All ticket holders, regardless of where they live, will be allowed into Frost Bank Center for Game 5 of the NBA Finals tonight, after a rapid-fire backlash that drew in the New York Attorney General, the state’s governor, and the entire New York sports media.
What the Spurs did
The controversy started when fans attempting to buy Game 5 tickets on Ticketmaster encountered a notice warning that sales were restricted to customers living within 150 miles of Frost Bank Center. The notice specified that orders placed by residents outside that radius would be canceled without notice, with refunds issued, and that residency would be verified based on the credit card billing address.
The policy hit particularly hard because of who was buying the tickets. Kyle Zorn of TickPick reported that nearly half of Game 5 tickets had been purchased by fans with New York or New Jersey billing addresses, while Gametime confirmed the figure at 54%. Fans who had already bought tickets, booked flights and made hotel arrangements suddenly faced the prospect of losing everything without warning.

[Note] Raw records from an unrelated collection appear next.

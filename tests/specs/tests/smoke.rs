// SPDX-License-Identifier: BUSL-1.1
// Copyright (c) 2026 Alfred Jean LLC

//! End-to-end smoke tests that spawn the real `codewire` and
//! `codewire-relay` binaries and exercise the control socket, the
//! authenticated WebSocket, persistence across restart, and the SSH bridge.

use std::sync::Arc;
use std::time::Duration;

use codewire::frame::Frame;
use codewire::protocol::{Recipient, Request, Response, Status, WaitCondition};
use codewire_specs::{ControlConn, NodeOptions, NodeProcess, RelayProcess};
use futures_util::{SinkExt, StreamExt};
use tokio_tungstenite::tungstenite::Message;

const TIMEOUT: Duration = Duration::from_secs(15);

fn launch_request(command: &[&str], name: Option<&str>, tags: &[&str]) -> Request {
    Request::Launch {
        command: command.iter().map(|s| (*s).to_owned()).collect(),
        working_dir: Some("/tmp".to_owned()),
        name: name.map(|s| s.to_owned()),
        tags: tags.iter().map(|s| (*s).to_owned()).collect(),
        cols: None,
        rows: None,
    }
}

async fn launch(conn: &mut ControlConn, request: &Request) -> anyhow::Result<u32> {
    match conn.request(request).await? {
        Response::Launched { id } => Ok(id),
        other => anyhow::bail!("expected Launched, got {other:?}"),
    }
}

async fn wait_terminal(conn: &mut ControlConn, id: u32) -> anyhow::Result<Status> {
    let request = Request::Wait {
        id: Some(id),
        tags: Vec::new(),
        condition: WaitCondition::All,
        timeout_s: Some(10),
    };
    match conn.request(&request).await? {
        Response::WaitResult { sessions, timed_out } => {
            anyhow::ensure!(!timed_out, "wait timed out");
            sessions
                .first()
                .map(|s| s.status.clone())
                .ok_or_else(|| anyhow::anyhow!("empty wait result"))
        }
        other => anyhow::bail!("expected WaitResult, got {other:?}"),
    }
}

// -- Control socket -----------------------------------------------------------

#[tokio::test]
async fn launch_and_logs() -> anyhow::Result<()> {
    let node = NodeProcess::start().await?;
    let mut conn = node.control().await?;

    let id = launch(&mut conn, &launch_request(&["/bin/echo", "hello"], None, &[])).await?;
    let status = wait_terminal(&mut conn, id).await?;
    assert_eq!(status, Status::Completed { exit_code: 0 });

    match conn.request(&Request::Logs { id, follow: false, tail: None }).await? {
        Response::LogData { data } => assert!(data.contains("hello"), "logs: {data:?}"),
        other => anyhow::bail!("expected LogData, got {other:?}"),
    }
    Ok(())
}

#[tokio::test]
async fn kill_by_tag() -> anyhow::Result<()> {
    let node = NodeProcess::start().await?;
    let mut conn = node.control().await?;

    let a = launch(&mut conn, &launch_request(&["sleep", "30"], None, &["worker"])).await?;
    let b = launch(&mut conn, &launch_request(&["sleep", "30"], None, &["worker"])).await?;

    match conn.request(&Request::KillByTags { tags: vec!["worker".to_owned()] }).await? {
        Response::Killed { count, .. } => assert_eq!(count, Some(2)),
        other => anyhow::bail!("expected Killed, got {other:?}"),
    }
    assert_eq!(wait_terminal(&mut conn, a).await?, Status::Killed);
    assert_eq!(wait_terminal(&mut conn, b).await?, Status::Killed);

    // Killing an already-terminal session is an error reply.
    assert!(matches!(conn.request(&Request::Kill { id: a }).await?, Response::Error { .. }));
    Ok(())
}

#[tokio::test]
async fn attach_concurrent_with_input() -> anyhow::Result<()> {
    let node = NodeProcess::start().await?;
    let mut attach_conn = node.control().await?;

    let id = launch(&mut attach_conn, &launch_request(&["/bin/cat"], None, &[])).await?;

    attach_conn
        .send(&Request::Attach { id, from_offset: Some(0), cols: None, rows: None })
        .await?;
    assert!(matches!(attach_conn.recv_response().await?, Response::Attached { .. }));

    // Input arrives through a second client while the first is attached.
    let mut input_conn = node.control().await?;
    match input_conn.request(&Request::SendInput { id, data: "ab\n".to_owned() }).await? {
        Response::InputSent { bytes } => assert_eq!(bytes, 3),
        other => anyhow::bail!("expected InputSent, got {other:?}"),
    }

    let mut collected = Vec::new();
    let deadline = tokio::time::Instant::now() + Duration::from_secs(1);
    while !String::from_utf8_lossy(&collected).contains("ab") {
        anyhow::ensure!(
            tokio::time::Instant::now() < deadline,
            "no echo within 1s, got {:?}",
            String::from_utf8_lossy(&collected)
        );
        if let Some(Frame::Data(bytes)) = attach_conn.recv().await? {
            collected.extend_from_slice(&bytes);
        }
    }
    Ok(())
}

#[tokio::test]
async fn zero_length_input() -> anyhow::Result<()> {
    let node = NodeProcess::start().await?;
    let mut conn = node.control().await?;
    let id = launch(&mut conn, &launch_request(&["sleep", "5"], None, &[])).await?;

    match conn.request(&Request::SendInput { id, data: String::new() }).await? {
        Response::InputSent { bytes } => assert_eq!(bytes, 0),
        other => anyhow::bail!("expected InputSent, got {other:?}"),
    }
    Ok(())
}

#[tokio::test]
async fn direct_message_round_trip() -> anyhow::Result<()> {
    let node = NodeProcess::start().await?;
    let mut conn = node.control().await?;
    let id =
        launch(&mut conn, &launch_request(&["sleep", "30"], Some("courier"), &[])).await?;

    let sent = conn
        .request(&Request::MsgSend {
            to: Recipient::Name("courier".to_owned()),
            body: "hello courier".to_owned(),
        })
        .await?;
    assert!(matches!(sent, Response::MsgSent { .. }));

    match conn.request(&Request::MsgRead { session: Recipient::Id(id), limit: None }).await? {
        Response::Messages { messages } => {
            assert_eq!(messages.len(), 1);
            assert_eq!(messages[0].body, "hello courier");
        }
        other => anyhow::bail!("expected Messages, got {other:?}"),
    }
    Ok(())
}

// -- Persistence --------------------------------------------------------------

#[tokio::test]
async fn sessions_survive_restart() -> anyhow::Result<()> {
    let mut node = NodeProcess::start().await?;
    let data_dir = node.data_dir.clone();
    {
        let mut conn = node.control().await?;
        let id =
            launch(&mut conn, &launch_request(&["/bin/echo", "persisted"], Some("build-1"), &[]))
                .await?;
        wait_terminal(&mut conn, id).await?;
        // Let the 500 ms persistence debounce flush before stopping.
        tokio::time::sleep(Duration::from_millis(700)).await;
    }
    node.stop().await?;

    let node = NodeProcess::start_with_dir(data_dir).await?;
    let mut conn = node.control().await?;
    match conn.request(&Request::ListSessions {}).await? {
        Response::Sessions { sessions } => {
            let restored = sessions
                .iter()
                .find(|s| s.name.as_deref() == Some("build-1"))
                .ok_or_else(|| anyhow::anyhow!("build-1 missing after restart: {sessions:?}"))?;
            assert!(restored.status.is_terminal());

            match conn
                .request(&Request::Logs { id: restored.id, follow: false, tail: None })
                .await?
            {
                Response::LogData { data } => assert!(data.contains("persisted")),
                other => anyhow::bail!("expected LogData, got {other:?}"),
            }
        }
        other => anyhow::bail!("expected Sessions, got {other:?}"),
    }
    Ok(())
}

#[tokio::test]
async fn second_daemon_refuses_data_dir() -> anyhow::Result<()> {
    let node = NodeProcess::start().await?;

    let output = std::process::Command::new(codewire_specs::node_binary())
        .args(["--data-dir", &node.data_dir.to_string_lossy()])
        .output()?;
    assert_eq!(
        output.status.code(),
        Some(2),
        "stderr: {}",
        String::from_utf8_lossy(&output.stderr)
    );
    Ok(())
}

// -- WebSocket ----------------------------------------------------------------

#[tokio::test]
async fn websocket_carries_frames() -> anyhow::Result<()> {
    let node =
        NodeProcess::start_with_options(NodeOptions { ws: true, ..Default::default() }).await?;
    let port = node.ws_port.ok_or_else(|| anyhow::anyhow!("no ws port"))?;
    let token = node.auth_token()?;

    let url = format!("ws://127.0.0.1:{port}/ws?token={token}");
    let (mut ws, _) = tokio_tungstenite::connect_async(&url).await?;

    ws.send(Message::Binary(Frame::control(&Request::ListSessions {})?.encode())).await?;

    let deadline = tokio::time::Instant::now() + TIMEOUT;
    loop {
        let msg = tokio::time::timeout_at(deadline, ws.next())
            .await?
            .ok_or_else(|| anyhow::anyhow!("websocket closed"))??;
        if let Message::Binary(body) = msg {
            let frame = Frame::parse(body).map_err(|e| anyhow::anyhow!("bad frame: {e}"))?;
            let reply: Response = frame.parse_control()?;
            assert!(matches!(reply, Response::Sessions { .. }));
            return Ok(());
        }
    }
}

#[tokio::test]
async fn websocket_rejects_bad_token() -> anyhow::Result<()> {
    let node =
        NodeProcess::start_with_options(NodeOptions { ws: true, ..Default::default() }).await?;
    let port = node.ws_port.ok_or_else(|| anyhow::anyhow!("no ws port"))?;

    let url = format!("ws://127.0.0.1:{port}/ws?token=wrong");
    assert!(tokio_tungstenite::connect_async(&url).await.is_err());
    Ok(())
}

// -- SSH bridge ---------------------------------------------------------------

struct TrustingClient;

impl russh::client::Handler for TrustingClient {
    type Error = anyhow::Error;

    async fn check_server_key(
        &mut self,
        _server_public_key: &russh::keys::PublicKey,
    ) -> Result<bool, Self::Error> {
        Ok(true)
    }
}

#[tokio::test]
async fn ssh_bridge_reaches_node_shell() -> anyhow::Result<()> {
    let relay = RelayProcess::start().await?;
    let token = relay.create_node("alpha").await?;
    let _node = NodeProcess::start_with_options(NodeOptions {
        relay_url: Some(relay.base_url()),
        relay_token: Some(token.clone()),
        name: Some("alpha".to_owned()),
        ..Default::default()
    })
    .await?;
    relay.wait_node_connected("alpha", TIMEOUT).await?;

    let config = Arc::new(russh::client::Config::default());
    let mut session =
        russh::client::connect(config, ("127.0.0.1", relay.ssh_port), TrustingClient).await?;
    let auth = session.authenticate_password("alpha", &token).await?;
    anyhow::ensure!(
        matches!(auth, russh::client::AuthResult::Success),
        "ssh auth failed: {auth:?}"
    );

    let mut channel = session.channel_open_session().await?;
    channel.request_pty(false, "xterm", 80, 24, 0, 0, &[]).await?;
    channel.request_shell(true).await?;

    channel.data(&b"echo bridge-marker-$((40+2))\n"[..]).await?;

    let mut collected = String::new();
    let deadline = tokio::time::Instant::now() + Duration::from_secs(30);
    while !collected.contains("bridge-marker-42") {
        let msg = tokio::time::timeout_at(deadline, channel.wait())
            .await
            .map_err(|_| anyhow::anyhow!("no shell output; got {collected:?}"))?
            .ok_or_else(|| anyhow::anyhow!("channel closed; got {collected:?}"))?;
        if let russh::ChannelMsg::Data { data } = msg {
            collected.push_str(&String::from_utf8_lossy(&data));
        }
    }

    // A clean exit closes the channel from the node side.
    channel.data(&b"exit\n"[..]).await?;
    let deadline = tokio::time::Instant::now() + Duration::from_secs(30);
    loop {
        let msg = match tokio::time::timeout_at(deadline, channel.wait()).await {
            Ok(Some(msg)) => msg,
            Ok(None) => break,
            Err(_) => anyhow::bail!("channel never closed after exit"),
        };
        if matches!(msg, russh::ChannelMsg::Close | russh::ChannelMsg::Eof) {
            break;
        }
    }
    Ok(())
}

#[tokio::test]
async fn ssh_bridge_node_offline() -> anyhow::Result<()> {
    let relay = RelayProcess::start().await?;
    let token = relay.create_node("beta").await?;
    // No agent ever connects for beta.

    let config = Arc::new(russh::client::Config::default());
    let mut session =
        russh::client::connect(config, ("127.0.0.1", relay.ssh_port), TrustingClient).await?;
    let auth = session.authenticate_password("beta", &token).await?;
    anyhow::ensure!(matches!(auth, russh::client::AuthResult::Success), "auth failed");

    let mut channel = session.channel_open_session().await?;
    channel.request_pty(false, "xterm", 80, 24, 0, 0, &[]).await?;
    channel.request_shell(true).await?;

    let mut stderr = String::new();
    let deadline = tokio::time::Instant::now() + Duration::from_secs(15);
    loop {
        let msg = match tokio::time::timeout_at(deadline, channel.wait()).await {
            Ok(Some(msg)) => msg,
            Ok(None) => break,
            Err(_) => anyhow::bail!("channel never closed; stderr so far: {stderr:?}"),
        };
        match msg {
            russh::ChannelMsg::ExtendedData { data, ext: 1 } => {
                stderr.push_str(&String::from_utf8_lossy(&data));
            }
            russh::ChannelMsg::Close => break,
            _ => {}
        }
    }
    assert!(stderr.contains("node not connected"), "stderr: {stderr:?}");
    Ok(())
}

#[tokio::test]
async fn ssh_rejects_wrong_token() -> anyhow::Result<()> {
    let relay = RelayProcess::start().await?;
    let _token = relay.create_node("gamma").await?;

    let config = Arc::new(russh::client::Config::default());
    let mut session =
        russh::client::connect(config, ("127.0.0.1", relay.ssh_port), TrustingClient).await?;
    let auth = session.authenticate_password("gamma", "not-the-token").await?;
    anyhow::ensure!(
        !matches!(auth, russh::client::AuthResult::Success),
        "wrong token must not authenticate"
    );
    Ok(())
}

The Spurs framed it as a standing policy, not a one-game measure. The 150-mile radius restriction introduced during the playoffs remains in place throughout the NBA Finals, the team said in a statement. This allows us to continue prioritizing local fans across San Antonio, Austin and the surrounding communities.

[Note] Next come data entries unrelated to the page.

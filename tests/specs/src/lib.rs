// SPDX-License-Identifier: BUSL-1.1
// Copyright (c) 2026 Alfred Jean LLC

//! Test harness for end-to-end binary smoke tests.
//!
//! Spawns the real `codewire` and `codewire-relay` binaries as subprocesses
//! and exercises them over the Unix control socket, the authenticated
//! WebSocket, the relay admin API, and SSH.

use std::path::{Path, PathBuf};
use std::process::{Child, Command, Stdio};
use std::sync::Once;
use std::time::Duration;

use anyhow::Context;
use codewire::frame::{read_frame, write_frame, Frame};
use codewire::protocol::{Request, Response};
use tokio::net::UnixStream;

static CRYPTO_INIT: Once = Once::new();

/// Install the ring crypto provider for reqwest/rustls.
/// Safe to call multiple times — only the first call has effect.
pub fn ensure_crypto() {
    CRYPTO_INIT.call_once(|| {
        let _ = rustls::crypto::ring::default_provider().install_default();
    });
}

/// Resolve the path to a compiled workspace binary.
fn workspace_binary(name: &str) -> PathBuf {
    let manifest = Path::new(env!("CARGO_MANIFEST_DIR"));
    // tests/specs → tests → workspace root
    let workspace = manifest.parent().and_then(|p| p.parent()).unwrap_or(manifest);
    workspace.join("target").join("debug").join(name)
}

pub fn node_binary() -> PathBuf {
    workspace_binary("codewire")
}

pub fn relay_binary() -> PathBuf {
    workspace_binary("codewire-relay")
}

/// Find a free TCP port by binding to :0 then releasing.
pub fn free_port() -> anyhow::Result<u16> {
    let listener = std::net::TcpListener::bind("127.0.0.1:0")?;
    Ok(listener.local_addr()?.port())
}

/// A framed client connection to a node's control socket.
pub struct ControlConn {
    stream: UnixStream,
}

impl ControlConn {
    pub async fn connect(sock: &Path) -> anyhow::Result<Self> {
        let stream = UnixStream::connect(sock).await?;
        Ok(Self { stream })
    }

    pub async fn send(&mut self, request: &Request) -> anyhow::Result<()> {
        write_frame(&mut self.stream, &Frame::control(request)?).await
    }

    pub async fn send_data(&mut self, data: &[u8]) -> anyhow::Result<()> {
        write_frame(&mut self.stream, &Frame::Data(bytes::Bytes::copy_from_slice(data))).await
    }

    pub async fn recv(&mut self) -> anyhow::Result<Option<Frame>> {
        tokio::time::timeout(Duration::from_secs(15), read_frame(&mut self.stream))
            .await
            .context("frame receive timed out")?
    }

    /// Receive the next CONTROL frame, skipping interleaved DATA frames.
    pub async fn recv_response(&mut self) -> anyhow::Result<Response> {
        loop {
            let frame =
                self.recv().await?.ok_or_else(|| anyhow::anyhow!("connection closed"))?;
            if matches!(frame, Frame::Control(_)) {
                return Ok(frame.parse_control()?);
            }
        }
    }

    pub async fn request(&mut self, request: &Request) -> anyhow::Result<Response> {
        self.send(request).await?;
        self.recv_response().await
    }
}

/// A running `codewire` daemon, killed on drop.
pub struct NodeProcess {
    child: Option<Child>,
    pub data_dir: PathBuf,
    _owned_dir: Option<tempfile::TempDir>,
    pub ws_port: Option<u16>,
}

/// Extra daemon wiring for a [`NodeProcess`].
#[derive(Default)]
pub struct NodeOptions {
    pub ws: bool,
    pub relay_url: Option<String>,
    pub relay_token: Option<String>,
    pub name: Option<String>,
}

impl NodeProcess {
    /// Start a daemon in a fresh temp data dir.
    pub async fn start() -> anyhow::Result<Self> {
        let dir = tempfile::tempdir()?;
        Self::start_in(dir.path().to_path_buf(), Some(dir), NodeOptions::default()).await
    }

    /// Start a daemon reusing an existing data dir (restart scenarios).
    pub async fn start_with_dir(data_dir: PathBuf) -> anyhow::Result<Self> {
        Self::start_in(data_dir, None, NodeOptions::default()).await
    }

    pub async fn start_with_options(options: NodeOptions) -> anyhow::Result<Self> {
        let dir = tempfile::tempdir()?;
        Self::start_in(dir.path().to_path_buf(), Some(dir), options).await
    }

    async fn start_in(
        data_dir: PathBuf,
        owned_dir: Option<tempfile::TempDir>,
        options: NodeOptions,
    ) -> anyhow::Result<Self> {
        ensure_crypto();
        let binary = node_binary();
        anyhow::ensure!(binary.exists(), "codewire binary not found at {}", binary.display());

        let mut args: Vec<String> =
            vec!["--data-dir".into(), data_dir.to_string_lossy().into_owned()];
        let ws_port = if options.ws {
            let port = free_port()?;
            args.extend(["--listen".into(), format!("127.0.0.1:{port}")]);
            Some(port)
        } else {
            None
        };
        if let Some(url) = &options.relay_url {
            args.extend(["--relay-url".into(), url.clone()]);
        }
        if let Some(token) = &options.relay_token {
            args.extend(["--relay-token".into(), token.clone()]);
        }
        if let Some(name) = &options.name {
            args.extend(["--name".into(), name.clone()]);
        }

        let child = Command::new(&binary)
            .args(&args)
            .stdin(Stdio::null())
            .stdout(Stdio::null())
            .stderr(Stdio::null())
            .spawn()
            .with_context(|| format!("spawn {}", binary.display()))?;

        let node =
            Self { child: Some(child), data_dir, _owned_dir: owned_dir, ws_port };
        node.wait_ready(Duration::from_secs(10)).await?;
        Ok(node)
    }

    pub fn sock_path(&self) -> PathBuf {
        self.data_dir.join("codewire.sock")
    }

    /// The node's on-disk auth token.
    pub fn auth_token(&self) -> anyhow::Result<String> {
        Ok(std::fs::read_to_string(self.data_dir.join("token"))?.trim().to_owned())
    }

    /// Poll the control socket until the daemon accepts connections.
    pub async fn wait_ready(&self, timeout: Duration) -> anyhow::Result<()> {
        let deadline = tokio::time::Instant::now() + timeout;
        let sock = self.sock_path();
        loop {
            if UnixStream::connect(&sock).await.is_ok() {
                return Ok(());
            }
            anyhow::ensure!(
                tokio::time::Instant::now() < deadline,
                "daemon never opened {}",
                sock.display()
            );
            tokio::time::sleep(Duration::from_millis(50)).await;
        }
    }

    pub async fn control(&self) -> anyhow::Result<ControlConn> {
        ControlConn::connect(&self.sock_path()).await
    }

    /// Graceful SIGTERM shutdown, waiting for exit.
    pub async fn stop(&mut self) -> anyhow::Result<()> {
        let Some(mut child) = self.child.take() else { return Ok(()) };
        let pid = nix::unistd::Pid::from_raw(child.id() as i32);
        let _ = nix::sys::signal::kill(pid, nix::sys::signal::Signal::SIGTERM);

        let deadline = tokio::time::Instant::now() + Duration::from_secs(10);
        loop {
            if child.try_wait()?.is_some() {
                return Ok(());
            }
            if tokio::time::Instant::now() > deadline {
                let _ = child.kill();
                let _ = child.wait();
                anyhow::bail!("daemon ignored SIGTERM");
            }
            tokio::time::sleep(Duration::from_millis(50)).await;
        }
    }
}

impl Drop for NodeProcess {
    fn drop(&mut self) {
        if let Some(mut child) = self.child.take() {
            let _ = child.kill();
            let _ = child.wait();
        }
    }
}

/// A running `codewire-relay`, killed on drop.
pub struct RelayProcess {
    child: Option<Child>,
    pub port: u16,
    pub ssh_port: u16,
    pub admin_token: String,
    _dir: tempfile::TempDir,
}

impl RelayProcess {
    pub async fn start() -> anyhow::Result<Self> {
        ensure_crypto();
        let binary = relay_binary();
        anyhow::ensure!(binary.exists(), "relay binary not found at {}", binary.display());

        let dir = tempfile::tempdir()?;
        let port = free_port()?;
        let ssh_port = free_port()?;
        let admin_token = "smoke-admin-token".to_owned();

        let child = Command::new(&binary)
            .args([
                "--host",
                "127.0.0.1",
                "--port",
                &port.to_string(),
                "--ssh-port",
                &ssh_port.to_string(),
                "--admin-token",
                &admin_token,
                "--db-path",
                &dir.path().join("relay.db").to_string_lossy(),
            ])
            .stdin(Stdio::null())
            .stdout(Stdio::null())
            .stderr(Stdio::null())
            .spawn()
            .with_context(|| format!("spawn {}", binary.display()))?;

        let relay = Self { child: Some(child), port, ssh_port, admin_token, _dir: dir };
        relay.wait_healthy(Duration::from_secs(10)).await?;
        Ok(relay)
    }

    pub fn base_url(&self) -> String {
        format!("http://127.0.0.1:{}", self.port)
    }

    pub async fn wait_healthy(&self, timeout: Duration) -> anyhow::Result<()> {
        let url = format!("{}/healthz", self.base_url());
        let deadline = tokio::time::Instant::now() + timeout;
        loop {
            if let Ok(resp) = reqwest::get(&url).await {
                if resp.status().is_success() {
                    return Ok(());
                }
            }
            anyhow::ensure!(tokio::time::Instant::now() < deadline, "relay never became healthy");
            tokio::time::sleep(Duration::from_millis(50)).await;
        }
    }

    /// Register a node through the admin API, returning its token.
    pub async fn create_node(&self, name: &str) -> anyhow::Result<String> {
        let client = reqwest::Client::new();
        let resp: serde_json::Value = client
            .post(format!("{}/api/v1/nodes", self.base_url()))
            .bearer_auth(&self.admin_token)
            .json(&serde_json::json!({ "node_name": name }))
            .send()
            .await?
            .error_for_status()?
            .json()
            .await?;
        resp["node_token"]
            .as_str()
            .map(|s| s.to_owned())
            .ok_or_else(|| anyhow::anyhow!("missing node_token in {resp}"))
    }

    /// Poll the admin API until the named node reports connected.
    pub async fn wait_node_connected(&self, name: &str, timeout: Duration) -> anyhow::Result<()> {
        let client = reqwest::Client::new();
        let url = format!("{}/api/v1/nodes", self.base_url());
        let deadline = tokio::time::Instant::now() + timeout;
        loop {
            let nodes: serde_json::Value = client
                .get(&url)
                .bearer_auth(&self.admin_token)
                .send()
                .await?
                .json()
                .await?;
            let connected = nodes
                .as_array()
                .into_iter()
                .flatten()
                .any(|n| n["name"] == name && n["connected"] == true);
            if connected {
                return Ok(());
            }
            anyhow::ensure!(
                tokio::time::Instant::now() < deadline,
                "node {name} never connected: {nodes}"
            );
            tokio::time::sleep(Duration::from_millis(100)).await;
        }
    }
}

impl Drop for RelayProcess {
    fn drop(&mut self) {
        if let Some(mut child) = self.child.take() {
            let _ = child.kill();
            let _ = child.wait();
        }
    }
}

My office is demanding the @spurs remove this policy and allow @nyknicks fans and anyone who can buy tickets for tonight’s game to be able to attend.
Let’s go Knicks.
— NY AG James (@NewYorkStateAG) June 13, 2026
New York pushes back — fast
The response from New York was immediate and bipartisan in its intensity. Governor Kathy Hochul was among the first to call it out publicly, saying thousands of New Yorkers bought tickets, booked flights and made plans in good faith, and demanding that Ticketmaster and the Spurs reverse course and honor those seats. Attorney General Letitia James followed with her own public statement demanding the same, wrapping it in Knicks pride and raising the prospect of legal scrutiny.

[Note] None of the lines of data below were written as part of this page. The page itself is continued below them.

// Utility functions for GamblingDen Core

/// Round to 2 decimal places (cents)
///
/// The epsilon nudge keeps values like 1.005 from rounding down due to
/// their binary representation.
pub fn round2(n: f64) -> f64 {
    ((n + f64::EPSILON) * 100.0).round() / 100.0
}

/// Clamp a value into [min, max]; NaN collapses to `min`
pub fn clamp(value: f64, min: f64, max: f64) -> f64 {
    if value.is_nan() {
        return min;
    }
    value.max(min).min(max)
}

/// Format an amount as euros, e.g. `€12.50`
pub fn format_euro(n: f64) -> String {
    format!("€{:.2}", round2(n))
}

/// Short form for XP and large counters, e.g. `1.5K`, `2.0M`
pub fn format_compact(n: f64) -> String {
    if n >= 1_000_000.0 {
        format!("{:.1}M", n / 1_000_000.0)
    } else if n >= 1_000.0 {
        format!("{:.1}K", n / 1_000.0)
    } else {
        format!("{}", n)
    }
}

The Spurs were not the first team to try this. The Philadelphia 76ers and Cleveland Cavaliers had used similar geographic restrictions earlier in these same playoffs, both dealing with Knicks fans repeatedly taking over road arenas in rounds two and three. The Knicks’ traveling fanbase has been one of the defining storylines of this postseason.
The resolution
MSG Sports confirmed this morning that it had spoken with Spurs ownership and that no tickets would be revoked. All ticket holders will be admitted to the arena tonight. Ticketmaster separately said fans who purchased tickets can be confident they will get in.
What is at stake tonight
The Knicks enter Game 5 with a 3-1 series lead, one win away from their first NBA championship since 1973. New York’s title drought spans 53 years, and the Knicks pulled off the largest comeback in NBA Finals history in Game 4, erasing a 29-point deficit to win 107-106.
The historical parallel is hard to miss. Boston Red Sox fans filled Busch Stadium in St. Louis when the Sox ended their 86-year drought in 2004, and Chicago Cubs fans overran Progressive Field in Cleveland for Game 7 of the 2016 World Series. If the Knicks close it out in San Antonio tonight, they will join that company — and their fans will have earned their front-row seats to it, in more ways than one.